On 2014-10-24 at 11:05 +0000, zzapper wrote:
> I was using I believe version v4.2.6 on Centos 5 and found that some 
> essential feature was missing. Yum didnt have an upgrade . In the end it 
> was easy enough to download a newer version and Make it.
> 
> But if you cant have the latest version what is your minimum version?

Others have noted that this is difficult to interpret meaningfully.

You probably want to:

  autoload +X is-at-least

which will let you do things like:

  is-at-least 4.3.7 && zmodload -mF zsh/files 'b:zf_*'
  is-at-least 4.3.6 && zmodload -ab -i zsh/stat zstat

After that, you can craft startup files to be somewhat portable.

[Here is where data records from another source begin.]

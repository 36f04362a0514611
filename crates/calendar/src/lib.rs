//! # worldcal-calendar
//!
//! Pure date arithmetic and month navigation for the perpetual 365-day
//! world calendar.
//!
//! The world clock is a single integer: the number of days played. Day 1
//! is the first day of year 0, month 0; every year is exactly 365 days
//! (no leap day), so the calendar repeats forever with the same shape.
//!
//! ## Architecture
//!
//! ```mermaid
//! graph LR
//!     A["day-count (>= 1)"] -->|"date_from_day_count()"| B["WorldDate"]
//!     A -->|"first_day_count_of_month()"| C["first day-count of viewed month"]
//!     C -->|"weekday_offset()"| D["column 0..=6"]
//!     B --> E["Navigator"]
//!     E -->|"render_info()"| F["RenderInfo"]
//! ```
//!
//! ## Quick Start
//!
//! ```ignore
//! use worldcal_calendar::{Direction, Navigator};
//!
//! let mut navigator = Navigator::new();
//! navigator.set_anchor(32)?; // 32 days played: year 0, month 1, day 1
//!
//! let info = navigator.render_info()?;
//! assert_eq!(info.highlighted_day(), Some(1));
//!
//! navigator.navigate(Direction::Next)?;
//! assert_eq!(navigator.render_info()?.highlighted_day(), None);
//! ```
//!
//! ## Modules
//!
//! | Module | Description |
//! |--------|-------------|
//! | `month` | Month-length table and constants |
//! | `date` | World calendar date value type |
//! | `epoch` | Day-count conversions and the weekday rotation |
//! | `navigator` | Anchor + viewed-month state machine |
//! | `error` | Error types |

mod date;
mod epoch;
mod error;
mod month;
mod navigator;

pub use date::WorldDate;
pub use epoch::{date_from_day_count, first_day_count_of_month, weekday_offset};
pub use error::CalendarError;
pub use month::{days_in_month, DAYS_PER_YEAR, MONTHS_PER_YEAR, MONTH_LENGTHS};
pub use navigator::{Direction, Navigator, RenderInfo};
use tracing_subscriber::EnvFilter;

/// Workspace crate targets that receive log output.
const CRATE_TARGETS: &[&str] = &[
    "worldcal",
    "worldcal_calendar",
    "worldcal_events",
    "worldcal_store",
];

/// Initialize tracing from the CLI verbosity count.
///
/// No flag logs warnings only; `-v`, `-vv` and `-vvv` raise the level to
/// info, debug and trace. A set `RUST_LOG` env var wins over the flag.
pub fn init(verbosity: u8) {
    let level = match verbosity {
        0 => "warn",
        1 => "info",
        2 => "debug",
        _ => "trace",
    };

    let default_filter = CRATE_TARGETS
        .iter()
        .map(|target| format!("{target}={level}"))
        .collect::<Vec<_>>()
        .join(",");

    let filter =
        EnvFilter::try_from_default_env().unwrap_or_else(|_| EnvFilter::new(default_filter));

    tracing_subscriber::fmt().with_env_filter(filter).init();
}
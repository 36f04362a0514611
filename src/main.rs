mod cli;
mod config;
mod convert;
mod event_cmd;
mod logging;
mod render;
mod show_cmd;

use std::process;

use anyhow::Result;
use clap::Parser;

use crate::cli::{Cli, Command};

fn main() {
    let cli = Cli::parse();
    logging::init(cli.verbose);

    if let Err(e) = run(cli.command) {
        eprintln!("Error: {e:#}");
        process::exit(1);
    }
}

fn run(command: Command) -> Result<()> {
    match command {
        Command::Show(args) => show_cmd::run(&args),
        Command::Event(command) => event_cmd::run(&command),
    }
}
pub mod capture;
pub mod config;
pub mod domain {
    pub mod attempt;
}
pub mod error;
pub mod loader;
pub mod payload;
pub mod session;
pub mod surface;
pub mod trail;
pub mod verify;
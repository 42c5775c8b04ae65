use checkout_flow::capture::{DelayFn, ResponseCapture};
use checkout_flow::domain::attempt::{CapturedResponse, CheckoutState, OrderIntent};
use checkout_flow::loader::MockScriptLoader;
use checkout_flow::session::CheckoutSession;
use checkout_flow::surface::mock::{MockBehavior, MockSurface};
use checkout_flow::surface::Prefill;
use checkout_flow::verify::VerificationClient;
use httpmock::prelude::*;
use serde_json::json;
use std::sync::atomic::{AtomicUsize, Ordering};
use std::sync::Arc;
use std::time::Instant;

#[tokio::test]
async fn slow_mode_paces_field_reveal() {
    let server = MockServer::start_async().await;
    server
        .mock_async(|when, then| {
            when.method(POST).path("/verify");
            then.status(200).json_body(json!({"status": "ok"}));
        })
        .await;

    let mut session = slow_session(&server.url("/verify"), ResponseCapture::new(true, 100));

    let start = Instant::now();
    let state = session.open(order(), None).await.unwrap();

    assert_eq!(state, CheckoutState::Verified);
    // three present fields, 100ms suspension after each
    assert!(start.elapsed().as_millis() >= 300);

    let trail = session.trail.snapshot();
    let index_of = |needle: &str| {
        trail
            .iter()
            .position(|entry| entry.message.contains(needle))
            .unwrap()
    };
    let payment = index_of("razorpay_payment_id: pay_1");
    let order_id = index_of("razorpay_order_id: order_abc123");
    let signature = index_of("razorpay_signature: sig_xyz");
    let prepared = index_of("prepared verification payload");
    assert!(payment < order_id && order_id < signature && signature < prepared);

    // raw capture happens before any reveal entry
    assert!(index_of("captured gateway response") < payment);

    for pair in trail.windows(2) {
        assert!(pair[0].at <= pair[1].at);
    }
}

#[tokio::test]
async fn injected_delay_substitutes_real_sleeps() {
    let server = MockServer::start_async().await;
    server
        .mock_async(|when, then| {
            when.method(POST).path("/verify");
            then.status(200).json_body(json!({"status": "ok"}));
        })
        .await;

    let delays = Arc::new(AtomicUsize::new(0));
    let counter = delays.clone();
    let delay: DelayFn = Arc::new(move |_| {
        counter.fetch_add(1, Ordering::SeqCst);
        Box::pin(async {})
    });
    let capture = ResponseCapture {
        slow_mode: true,
        step_delay_ms: 10_000,
        delay,
    };

    let mut session = slow_session(&server.url("/verify"), capture);

    let start = Instant::now();
    let state = session.open(order(), None).await.unwrap();

    assert_eq!(state, CheckoutState::Verified);
    assert_eq!(delays.load(Ordering::SeqCst), 3);
    assert!(start.elapsed().as_secs() < 10);
}

#[tokio::test]
async fn slow_mode_reveals_only_present_fields() {
    let server = MockServer::start_async().await;
    server
        .mock_async(|when, then| {
            when.method(POST).path("/verify");
            then.status(200);
        })
        .await;

    let mut incomplete = gateway_response();
    incomplete.signature = String::new();

    let surface = Arc::new(MockSurface::new(MockBehavior::CompleteWith(incomplete)));
    let mut session = CheckoutSession::new(
        Arc::new(MockScriptLoader::new("ALWAYS_SUCCESS")),
        surface,
        ResponseCapture {
            slow_mode: true,
            step_delay_ms: 0,
            delay: Arc::new(|_| Box::pin(async {})),
        },
        VerificationClient::new(&server.url("/verify"), None),
        "rzp_test_key",
        "Demo Store",
        "#3399cc",
        Prefill::default(),
    );

    session.open(order(), None).await.unwrap();

    assert!(session.trail.contains("razorpay_payment_id: pay_1"));
    assert!(session.trail.contains("razorpay_order_id: order_abc123"));
    assert!(!session.trail.contains("razorpay_signature: "));
}

fn gateway_response() -> CapturedResponse {
    CapturedResponse {
        payment_id: "pay_1".to_string(),
        gateway_order_id: "order_abc123".to_string(),
        signature: "sig_xyz".to_string(),
        extra: serde_json::Map::new(),
    }
}

fn order() -> OrderIntent {
    OrderIntent {
        order_id: "order_abc123".to_string(),
        amount_minor: 9900,
        currency: "INR".to_string(),
    }
}

fn slow_session(verify_url: &str, capture: ResponseCapture) -> CheckoutSession {
    CheckoutSession::new(
        Arc::new(MockScriptLoader::new("ALWAYS_SUCCESS")),
        Arc::new(MockSurface::new(MockBehavior::CompleteWith(gateway_response()))),
        capture,
        VerificationClient::new(verify_url, None),
        "rzp_test_key",
        "Demo Store",
        "#3399cc",
        Prefill::default(),
    )
}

Somewhere in the middle of the 4.3.x series (.5, .6?) zsh started being
usable as /bin/sh on various Linux systems, because we added features
like =~ and added flags to pre-command modifiers, to improve
compatibility with people ssh'ing into boxes and making shell
assumptions.

The zsh maintainers moved to 5.0.x as a numbering scheme to make a
public statement that this is the _stable_ branch of the shell, where
4.3, technically a development branch, had been in fact the stable
bug-fixed branch.

Either you can control the versions of the software available on all
affected systems, so can make sure you're as up-to-date as you need; or
you can't, and the question is meaningless because you have to work with
what you have.  The only middle-ground here is if you're trying to argue
that someone else should be doing work to upgrade, to your benefit.  In
that scenario, I recommend either making sure you're using version
guards such as is-at-least or learning about compiled programming
languages, where you have far fewer issues with run-time dependencies.